Modified Preferred Reporting Items for Systematic Reviews and Meta-Analyses (PRISMA) flow diagram. Details the identification, screening, and inclusion/exclusion of articles at each stage of the review process.

Figure 2 shows the breakdown by the sex/gender of samples for the included reports. Eighty-two reports (28.2%) on imaging or fluid-based biomarkers in SRC were determined to include only male subjects, some of which did not explicitly state the sex of participants in the methods or results sections but mentioned the inclusion of only male subjects as a limitation and were thus classified as male-only. Of the 14 reports in which sex/gender was not specified, 12 were of American football or professional ice hockey, which likely included exclusively male subjects. In total, at least 94 reports (32.3%) likely included only male athletes. In contrast, five reports (1.7%) were focused exclusively on female athletes. Most reports (190 reports, 65.3%) were on mixed-sex samples. Some attempted to account for potential sex differences by matching participants by sex (61 reports) or including sex as a covariate (47 reports), but few of these reports (15 reports) performed split-by-sex analyses that evaluated results for female athletes separately. An additional 9 mixed-sex reports addressed female-specific results or concussion-related sex differences by including interaction terms of concussion-by-sex in models, indicating sex differences, and/or normalizing outcomes by sex. In total, 29 reports (10.0%) provided results specific to female athletes. (Note: three research groups generated 11 reports that may have within-group sample overlap—see Table 1 “related reports.”) Figure 3 shows the breakdown of sex/gender for studies by publication year.

FIG. 2.

Sex/gender breakdown of included reports. Chart shows the peer-reviewed neuroimaging and fluid-based biomarker reports on SRC published January 2001 through July 2025 broken down by sex/gender of sample populations.

FIG. 3.

Sex/gender breakdown of reports by publication year. Chart shows the sex/gender breakdown of reports included in this review by publication year.

Table 1.

Additional Study Characteristics for Summarized Reports

First author and year(related reports)	Modality	Sport(s) and level *indicates F&M	Age	Sex specific analyses	n (and control description)	Time between SRC and biomarker measurement	Summary
Asken 2018²⁵	Serum UCH-L1	Sports: Unspecified [larger parent study included AF (M), BK*, LC (F), SC (F)] Level: Collegiate varsity	SRC: 19.6 (1.0) F&M Ctrl: 19.6 (1.1) F&M	Split-by-Sex F	SRC: 26 (12 F, 14 M) Ctrl: 86 (42 F, 44 M) matched athletes on age, sex, race, HOC	Baseline; mean 10.3 h (median 4.1 h) post-injury	No significant difference UCHL1 SRC vs. ctrl using sex-specific norms (due to lower baseline levels in F).
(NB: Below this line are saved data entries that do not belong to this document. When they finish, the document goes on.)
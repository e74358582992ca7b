// Fixture difficulty over a look-ahead horizon.
//
// Each team's score is the summed difficulty of its fixtures in the next
// `horizon` game-weeks, adjusted for blank and double game-weeks. Lower is
// easier.

use std::collections::{BTreeSet, HashMap};

use gaffer_core::entity::{Fixture, GameWeek, GameWeekId, Team, TeamId};
use gaffer_core::LeagueSnapshot;
use tracing::debug;

/// Highest difficulty a single fixture can carry.
pub const MAX_PER_FIXTURE: u32 = 5;

/// One more than the worst possible difficulty over `horizon` game-weeks.
pub fn max_difficulty_plus_one(horizon: u32) -> u32 {
    horizon * MAX_PER_FIXTURE + 1
}

/// The first `horizon` game-week ids after the current one. With no current
/// game-week (pre-season) the window starts at the first game-week.
fn horizon_window<'a>(
    horizon: u32,
    game_weeks: impl IntoIterator<Item = &'a GameWeek>,
) -> BTreeSet<GameWeekId> {
    let game_weeks: Vec<&GameWeek> = game_weeks.into_iter().collect();
    let current = game_weeks
        .iter()
        .find(|g| g.is_current)
        .map(|g| g.id)
        .unwrap_or(0);
    let mut ids: Vec<GameWeekId> = game_weeks
        .iter()
        .map(|g| g.id)
        .filter(|id| *id > current)
        .collect();
    ids.sort_unstable();
    ids.into_iter().take(horizon as usize).collect()
}

/// Per-team difficulty over the next `horizon` game-weeks.
///
/// - zero fixtures in the window adds `horizon * 5 + 1`;
/// - fewer than `horizon` fixtures adds `(count % horizon) * 5`;
/// - more than `horizon` fixtures adds `(horizon - count) * 5`, lowering the
///   score;
/// - the result is clamped at 0.
///
/// Every team scores 0 when there is no fixture data at all or the horizon
/// is 0.
pub fn estimate<'a>(
    horizon: u32,
    game_weeks: impl IntoIterator<Item = &'a GameWeek>,
    teams: impl IntoIterator<Item = &'a Team>,
    fixtures: impl IntoIterator<Item = &'a Fixture>,
) -> HashMap<TeamId, u32> {
    let fixtures: Vec<&Fixture> = fixtures.into_iter().collect();
    let team_ids: Vec<TeamId> = teams.into_iter().map(|t| t.id).collect();

    if horizon == 0 || fixtures.is_empty() {
        return team_ids.into_iter().map(|id| (id, 0)).collect();
    }

    let window = horizon_window(horizon, game_weeks);
    let in_window: Vec<&Fixture> = fixtures
        .into_iter()
        .filter(|f| f.game_week.is_some_and(|gw| window.contains(&gw)))
        .collect();

    let h = i64::from(horizon);
    let per_fixture = i64::from(MAX_PER_FIXTURE);
    let mut result = HashMap::with_capacity(team_ids.len());
    for team in team_ids {
        let mut sum: i64 = 0;
        let mut count: i64 = 0;
        for fixture in &in_window {
            if let Some(d) = fixture.difficulty_for(team) {
                sum += i64::from(d);
                count += 1;
            }
        }

        let adjustment = if count == 0 {
            h * per_fixture + 1
        } else if count < h {
            (count % h) * per_fixture
        } else {
            (h - count) * per_fixture
        };
        let score = (sum + adjustment).max(0) as u32;
        if count != h {
            debug!(team, fixtures = count, horizon, score, "Blank or double game-week adjustment");
        }
        result.insert(team, score);
    }
    result
}

/// `estimate` over a snapshot's game-weeks, teams and fixtures.
pub fn estimate_for(snapshot: &LeagueSnapshot, horizon: u32) -> HashMap<TeamId, u32> {
    estimate(
        horizon,
        snapshot.game_weeks(),
        snapshot.teams(),
        snapshot.fixtures(),
    )
}
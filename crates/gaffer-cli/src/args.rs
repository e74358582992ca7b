// Command-line surface.

use clap::{Parser, Subcommand, ValueEnum};
use gaffer_core::entity::{Position, StatType};

#[derive(Debug, Parser)]
#[command(name = "gaffer")]
#[command(about = "Fantasy football squad optimizer", long_about = None)]
pub struct Cli {
    /// Output format
    #[arg(long, global = true, value_enum, default_value_t = OutputFormat::Table)]
    pub format: OutputFormat,

    #[command(subcommand)]
    pub command: Command,
}

#[derive(Debug, Clone, Copy, PartialEq, Eq, ValueEnum)]
pub enum OutputFormat {
    Table,
    Csv,
    Json,
}

#[derive(Debug, Subcommand)]
pub enum Command {
    /// Best 15-player squad over the configured fixture horizon
    Squad,
    /// Best 15-player squad for the next game-week only
    FreeHit,
    /// Transfer suggestions for a manager's current squad
    Transfers {
        /// Manager (entry) id
        #[arg(long)]
        manager: u64,
        /// Free transfers available
        #[arg(long, default_value_t = 1, allow_negative_numbers = true)]
        free_transfers: i64,
    },
    /// Best starting XI from a manager's current squad
    StartingXi {
        /// Manager (entry) id
        #[arg(long)]
        manager: u64,
    },
    /// Top players for one position
    Position {
        /// GK, DEF, MID or FWD
        #[arg(value_parser = parse_position)]
        position: Position,
        /// Number of players; zero or less lists nobody
        #[arg(short, long, default_value_t = 5, allow_negative_numbers = true)]
        n: i64,
    },
    /// Low-ownership picks
    Differentials {
        /// Restrict to one position
        #[arg(long, value_parser = parse_position)]
        position: Option<Position>,
        /// Number of players; zero or less lists nobody
        #[arg(short, long, default_value_t = 5, allow_negative_numbers = true)]
        n: i64,
        /// Ownership ceiling in percent (defaults to config)
        #[arg(long)]
        max_ownership: Option<f64>,
    },
    /// Best points per cost
    BestValue {
        /// Number of players; zero or less lists nobody
        #[arg(short, long, default_value_t = 10, allow_negative_numbers = true)]
        n: i64,
        /// Restrict to one position
        #[arg(long, value_parser = parse_position)]
        position: Option<Position>,
    },
    /// Season leaders (or laggards) for one match stat
    TopStat {
        /// Stat name, e.g. goals_scored, assists, yellow_cards, bonus
        #[arg(value_parser = parse_stat)]
        stat: StatType,
        /// Lowest instead of highest
        #[arg(long)]
        bottom: bool,
        /// Restrict to one position
        #[arg(long, value_parser = parse_position)]
        position: Option<Position>,
    },
    /// Most (or least) improved managers in a classic league
    Improved {
        /// Classic league id
        #[arg(long)]
        league: u64,
        /// Number of managers; zero or less lists nobody
        #[arg(short, long, default_value_t = 5, allow_negative_numbers = true)]
        count: i64,
        /// Least improved instead of most
        #[arg(long)]
        least: bool,
    },
}

/// Clamp a requested result count to zero or more.
pub fn result_count(n: i64) -> usize {
    usize::try_from(n.max(0)).unwrap_or(usize::MAX)
}

fn parse_position(s: &str) -> Result<Position, String> {
    Position::from_str_pos(s).ok_or_else(|| format!("unknown position '{s}' (GK, DEF, MID, FWD)"))
}

fn parse_stat(s: &str) -> Result<StatType, String> {
    StatType::parse(s).ok_or_else(|| {
        let codes: Vec<&str> = StatType::ALL.iter().map(|t| t.code()).collect();
        format!("unknown stat '{s}' (one of: {})", codes.join(", "))
    })
}
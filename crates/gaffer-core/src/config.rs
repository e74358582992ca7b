// Configuration loading and parsing (gaffer.toml).

use serde::Deserialize;
use std::path::{Path, PathBuf};
use std::time::Duration;
use thiserror::Error;

// ---------------------------------------------------------------------------
// Error types
// ---------------------------------------------------------------------------

#[derive(Debug, Error)]
pub enum ConfigError {
    #[error("config file not found: {path}")]
    FileNotFound { path: PathBuf },

    #[error("failed to parse config file {path}: {source}")]
    ParseError {
        path: PathBuf,
        source: toml::de::Error,
    },

    #[error("validation error for field `{field}`: {message}")]
    ValidationError { field: String, message: String },

    #[error("failed to initialize config from defaults: {message}")]
    DefaultsCopyError { message: String },
}

// ---------------------------------------------------------------------------
// gaffer.toml structs
// ---------------------------------------------------------------------------

/// The assembled configuration.
#[derive(Debug, Clone, Deserialize)]
pub struct Config {
    pub api: ApiConfig,
    pub cache: CacheConfig,
    pub retry: RetryConfig,
    pub squad: SquadConfig,
}

/// Upstream league API settings.
#[derive(Debug, Clone, Deserialize)]
pub struct ApiConfig {
    /// Base URL every endpoint path is appended to. Must end with `/`.
    pub base_url: String,
    pub user_agent: String,
    pub timeout_secs: u64,
    /// Client-side cap on requests per minute (burst of this size, then one
    /// request every `60s / cap`).
    pub max_requests_per_minute: u32,
}

#[derive(Debug, Clone, Deserialize)]
pub struct CacheConfig {
    /// Whole-cache eviction interval.
    pub flush_interval_secs: u64,
}

#[derive(Debug, Clone, Deserialize)]
pub struct RetryConfig {
    pub max_attempts: u32,
    pub backoff_ms: u64,
}

/// Squad rule overrides and look-ahead horizons.
#[derive(Debug, Clone, Deserialize)]
pub struct SquadConfig {
    /// Budget cap in tenths of the main unit.
    pub budget: u32,
    pub max_per_team: u32,
    /// Cost (tenths) a bench goalkeeper/defender must come in under.
    pub low_cost_threshold: u32,
    /// Game-weeks of fixtures considered for full-squad and transfer picks.
    pub squad_horizon: u32,
    /// Game-weeks of fixtures considered for a free-hit squad.
    pub free_hit_horizon: u32,
    /// Default ownership ceiling (percent) for differentials.
    pub differential_max_ownership: f64,
}

impl ApiConfig {
    pub fn timeout(&self) -> Duration {
        Duration::from_secs(self.timeout_secs)
    }
}

impl CacheConfig {
    pub fn flush_interval(&self) -> Duration {
        Duration::from_secs(self.flush_interval_secs)
    }
}

impl RetryConfig {
    pub fn backoff(&self) -> Duration {
        Duration::from_millis(self.backoff_ms)
    }
}

// ---------------------------------------------------------------------------
// Loading logic
// ---------------------------------------------------------------------------

const CONFIG_FILE: &str = "gaffer.toml";

/// Load and validate `config/gaffer.toml` relative to `base_dir`.
///
/// This does not copy defaults; prefer `load_config()` for normal startup.
pub fn load_config_from(base_dir: &Path) -> Result<Config, ConfigError> {
    let path = base_dir.join("config").join(CONFIG_FILE);
    let text = read_file(&path)?;
    let config = parse_config(&text, &path)?;
    validate(&config)?;
    Ok(config)
}

/// Parse config text without touching the filesystem. `origin` is only used
/// for error messages.
pub fn parse_config(text: &str, origin: &Path) -> Result<Config, ConfigError> {
    toml::from_str(text).map_err(|e| ConfigError::ParseError {
        path: origin.to_path_buf(),
        source: e,
    })
}

/// Seed `config/gaffer.toml` from `defaults/gaffer.toml` when it is missing.
/// Returns the path written, or `None` when the config already existed.
pub fn ensure_config_file(base_dir: &Path) -> Result<Option<PathBuf>, ConfigError> {
    let target = base_dir.join("config").join(CONFIG_FILE);
    if target.exists() {
        return Ok(None);
    }
    let source = base_dir.join("defaults").join(CONFIG_FILE);
    if !source.exists() {
        return Err(ConfigError::DefaultsCopyError {
            message: format!(
                "neither {} nor {} exists; run from the project root",
                target.display(),
                source.display()
            ),
        });
    }

    let copy_error = |e: std::io::Error| ConfigError::DefaultsCopyError {
        message: format!("failed to copy {} to {}: {e}", source.display(), target.display()),
    };
    std::fs::create_dir_all(base_dir.join("config")).map_err(copy_error)?;
    std::fs::copy(&source, &target).map_err(copy_error)?;
    Ok(Some(target))
}

/// Load config relative to the current working directory, copying defaults
/// first.
pub fn load_config() -> Result<Config, ConfigError> {
    let cwd = std::env::current_dir().map_err(|_| ConfigError::FileNotFound {
        path: PathBuf::from("."),
    })?;
    ensure_config_file(&cwd)?;
    load_config_from(&cwd)
}

// ---------------------------------------------------------------------------
// Helpers
// ---------------------------------------------------------------------------

fn read_file(path: &Path) -> Result<String, ConfigError> {
    std::fs::read_to_string(path).map_err(|_| ConfigError::FileNotFound {
        path: path.to_path_buf(),
    })
}

fn invalid(field: &str, message: impl Into<String>) -> ConfigError {
    ConfigError::ValidationError {
        field: field.into(),
        message: message.into(),
    }
}

// ---------------------------------------------------------------------------
// Validation
// ---------------------------------------------------------------------------

pub fn validate(config: &Config) -> Result<(), ConfigError> {
    if !config.api.base_url.starts_with("http") {
        return Err(invalid("api.base_url", "must be an http(s) URL"));
    }
    if !config.api.base_url.ends_with('/') {
        return Err(invalid("api.base_url", "must end with `/`"));
    }
    if config.api.timeout_secs == 0 {
        return Err(invalid("api.timeout_secs", "must be greater than 0"));
    }
    if config.api.max_requests_per_minute == 0 {
        return Err(invalid("api.max_requests_per_minute", "must be greater than 0"));
    }

    // A bounded retry policy needs at least the initial attempt.
    if config.retry.max_attempts == 0 {
        return Err(invalid("retry.max_attempts", "must be at least 1"));
    }

    let squad = &config.squad;
    let positive_fields: &[(&str, u32)] = &[
        ("squad.budget", squad.budget),
        ("squad.max_per_team", squad.max_per_team),
        ("squad.squad_horizon", squad.squad_horizon),
        ("squad.free_hit_horizon", squad.free_hit_horizon),
    ];
    for (name, val) in positive_fields {
        if *val == 0 {
            return Err(invalid(name, "must be > 0"));
        }
    }

    let own = squad.differential_max_ownership;
    if !(0.0..=100.0).contains(&own) {
        return Err(invalid(
            "squad.differential_max_ownership",
            format!("must be between 0.0 and 100.0 inclusive, got {own}"),
        ));
    }

    Ok(())
}

// ---------------------------------------------------------------------------
// Unit tests
// ---------------------------------------------------------------------------
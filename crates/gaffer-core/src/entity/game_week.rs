// Game-weeks (rounds of fixtures).

use chrono::{DateTime, Utc};
use serde::Serialize;

use super::{GameWeekId, PlayerId};
use crate::records::{ChipPlayRecord, EventRecord};

/// How many managers played a chip in one game-week.
#[derive(Debug, Clone, PartialEq, Eq, Serialize)]
pub struct ChipPlay {
    /// Upstream chip name, e.g. `wildcard`, `bboost`, `3xc`, `freehit`.
    pub chip: String,
    pub played: u32,
}

impl From<&ChipPlayRecord> for ChipPlay {
    fn from(record: &ChipPlayRecord) -> Self {
        ChipPlay {
            chip: record.chip_name.clone(),
            played: record.num_played,
        }
    }
}

#[derive(Debug, Clone, PartialEq, Serialize)]
pub struct GameWeek {
    pub id: GameWeekId,
    pub name: String,
    pub deadline: DateTime<Utc>,
    pub is_previous: bool,
    pub is_current: bool,
    pub is_next: bool,
    pub finished: bool,
    pub average_score: i32,
    pub highest_score: Option<i32>,
    pub chip_plays: Vec<ChipPlay>,
    /// Transfers made by all managers ahead of this game-week.
    pub transfers_made: u32,
    pub most_captained: Option<PlayerId>,
    pub most_vice_captained: Option<PlayerId>,
}

impl GameWeek {
    /// Times `chip` was played this game-week; 0 when it was not played.
    pub fn chip_count(&self, chip: &str) -> u32 {
        self.chip_plays
            .iter()
            .filter(|c| c.chip.eq_ignore_ascii_case(chip))
            .map(|c| c.played)
            .sum()
    }
}

impl From<&EventRecord> for GameWeek {
    fn from(record: &EventRecord) -> Self {
        GameWeek {
            id: record.id,
            name: record.name.clone(),
            deadline: record.deadline_time,
            is_previous: record.is_previous,
            is_current: record.is_current,
            is_next: record.is_next,
            finished: record.finished,
            average_score: record.average_entry_score,
            highest_score: record.highest_score,
            chip_plays: record.chip_plays.iter().map(ChipPlay::from).collect(),
            transfers_made: record.transfers_made,
            most_captained: record.most_captained,
            most_vice_captained: record.most_vice_captained,
        }
    }
}
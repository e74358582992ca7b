// Finite, restartable walk over a classic league's standings pages.

use std::sync::Arc;

use tracing::debug;

use crate::cache::ExpiringCache;
use crate::entity::{LeagueId, LeagueStanding};
use crate::error::FplError;
use crate::records::LeagueStandingsRecord;
use crate::retry::RetryPolicy;
use crate::source::DataSource;

pub type StandingsCache = ExpiringCache<(LeagueId, u32), Arc<LeagueStandingsRecord>>;

/// Pages are numbered from 1. The pager is exhausted once a page reports
/// no successor; `restart` rewinds to the first page.
pub struct StandingsPager {
    source: Arc<dyn DataSource>,
    retry: RetryPolicy,
    cache: Option<Arc<StandingsCache>>,
    league_id: LeagueId,
    next_page: u32,
    exhausted: bool,
    league_name: Option<String>,
}

impl StandingsPager {
    pub fn new(source: Arc<dyn DataSource>, retry: RetryPolicy, league_id: LeagueId) -> Self {
        Self {
            source,
            retry,
            cache: None,
            league_id,
            next_page: 1,
            exhausted: false,
            league_name: None,
        }
    }

    /// Serve pages through a shared cache.
    pub fn with_cache(mut self, cache: Arc<StandingsCache>) -> Self {
        self.cache = Some(cache);
        self
    }

    pub fn league_id(&self) -> LeagueId {
        self.league_id
    }

    /// League name, known once the first page has been fetched.
    pub fn league_name(&self) -> Option<&str> {
        self.league_name.as_deref()
    }

    pub fn has_more(&self) -> bool {
        !self.exhausted
    }

    pub fn restart(&mut self) {
        self.next_page = 1;
        self.exhausted = false;
    }

    /// Fetch the next page. Returns `Ok(None)` once exhausted. A failed fetch
    /// leaves the position unchanged so the same page can be retried.
    pub async fn next_page(&mut self) -> Result<Option<Vec<LeagueStanding>>, FplError> {
        if self.exhausted {
            return Ok(None);
        }

        let page = self.next_page;
        let record = self.fetch(page).await?;
        debug!(
            league_id = self.league_id,
            page,
            rows = record.standings.results.len(),
            has_next = record.standings.has_next,
            "Fetched standings page"
        );

        self.league_name = Some(record.league.name.clone());
        self.exhausted = !record.standings.has_next;
        self.next_page += 1;
        Ok(Some(
            record
                .standings
                .results
                .iter()
                .map(LeagueStanding::from)
                .collect(),
        ))
    }

    /// Walk every remaining page and concatenate the rows.
    pub async fn collect_all(&mut self) -> Result<Vec<LeagueStanding>, FplError> {
        let mut rows = Vec::new();
        while let Some(page) = self.next_page().await? {
            rows.extend(page);
        }
        Ok(rows)
    }

    async fn fetch(&self, page: u32) -> Result<Arc<LeagueStandingsRecord>, FplError> {
        let league_id = self.league_id;
        let source = self.source.as_ref();
        let retry = self.retry;
        let fetch = move || async move {
            retry
                .run("league standings", move || {
                    source.fetch_league_standings(league_id, page)
                })
                .await
                .map(Arc::new)
        };
        let record = match &self.cache {
            Some(cache) => cache.get_or_fetch((league_id, page), fetch).await?,
            None => fetch().await?,
        };
        Ok(record)
    }
}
AUROC slightly lower F vs. M for samples >4 h post-SRC. Poor discrimination of SRC in both sexes.
Bui 2022²⁶	Blood NfL	Sports: AF, BB, BK, CC, TF, GY, IH, LC, RG, SC, SB, WR, Other Level: Collegiate	Unspecified	Mixed Sex—other	SRC: 301 contact athletes w/ Cx (67 F, 234 M) Ctrl: 15 non-contact athletes w/ Cx (10 F, 5M) + 123 contact athletes no Cx (23 F, 100 M) + 102 non-contact athletes no Cx (20 F, 82 M)	Baseline; <6 h, 24–48 h post-injury; RTP, 7 days post-RTP	LOC/PTA associated w/higher baseline NfL that increased during symptomatic phase and slightly declined by 7d post-RTP. Greater proportion of F had low baseline NfL that remained low post-SRC.
Chamard 2014²⁷	MRS	Sports: unspecified Level: University varsity or Canadian national teams	SRC: 21.4 (1.7) F Ctrl: 21.1 (1.4) F	F only	SRC: 11 F Ctrl: 9 F athletes, no HOC	9.4d (4.3), 178.3d (36.4) post-injury	Chronic Glx/Cr higher SRC vs ctrl in primary motor cortex (trend in dlPFC). No changes to NAA/Cr or mI/Cr post-SRC or significant differences SRC vs ctrl in primary motor cortex, dlPFC, hippocampus.
Chen 2021²⁸	ASLSerum progesterone	Sports: unspecified Level: Collegiate club	SRC: 20.2 (1.5) F Ctrl: 20.1 (1.1) F	F only	SRC: 13 F(7 on HC) Ctrl: 13 F non-collision athletes (7 on HC) matched on age, ethnicity, handedness, HC use/type; non-HC matched by menstrual cycle phase	7d (2) post-injury	rCBF in left precuneus correlated negatively w/ perceived stress. rCBF in left STG and MTG correlated negatively w/ perceived stress but positively w/ progesterone. rCBF in left SPL correlated positively w/ perceived stress but negatively w/ progesterone. Relationships between perceived stress and progesterone 100% mediated by CBF in left MTG. Lower rCBF SRC vs. ctrl in left STG, MTG, SPL.
Churchill 2021²⁹ (Di Battista 2019, Di Battista 2020)	ASL, DTI	Sports: AF (M), BK, HK, LC, MB (F), RG, SC, SQ (M), VB, WP* Level: Collegiate	SRC: 19.9 (1.9) F 20.8 (2.0) M Ctrl: 19.8 (1.6) F 20.7 (2.3) M	Split-by-Sex F	SRC: 61 (31 F, 30 M) Ctrl: 167 (87 F, 80 M) athletes matched on age, sex, similar HOC	1-7d post-injury; RTP (44d [13,85]) for F	At both timepoints: FA in corona radiata lower for SRC F(more so at RTP) and higher for SRC M vs ctrl; MD in corona radiata, CorpCal, thalamic radiation higher for SRC M, lower (not significant) for F vs. ctrl; CBF in visual cortex, cuneus and precuneus higher (not significant) for SRC F, lower for SRC M vs. ctrl.
Covassin 2020³⁰	EEG, eBFI	Sports: unspecified Level: High school and college	SRC: 17.6 (2.5) F 18.5 (2.7) M Ctrl: 17.2 (2.5) F 18.2 (2.4) M	Split-by-Sex F	SRC: 87 (31 F, 56 M) Ctrl: 99 (36 F, 63 M) no Cx or motor vehicle accidents w/i 1 years	<72 h post-injury, Day 5: 7.3d (4.6); RTP: 23.7d (14.9), RTP45: 66.7d (2)	eBFI (percentile based on EEG, neurocognitive measures, clinical signs/symptoms) lower for F vs M athletes. No significant sex-by-time or group-by-sex-by-time interactions but split-by-sex analyses showed SRC lower eBFI vs ctrl <72 h and 5d in M and F w/ stronger effects in F.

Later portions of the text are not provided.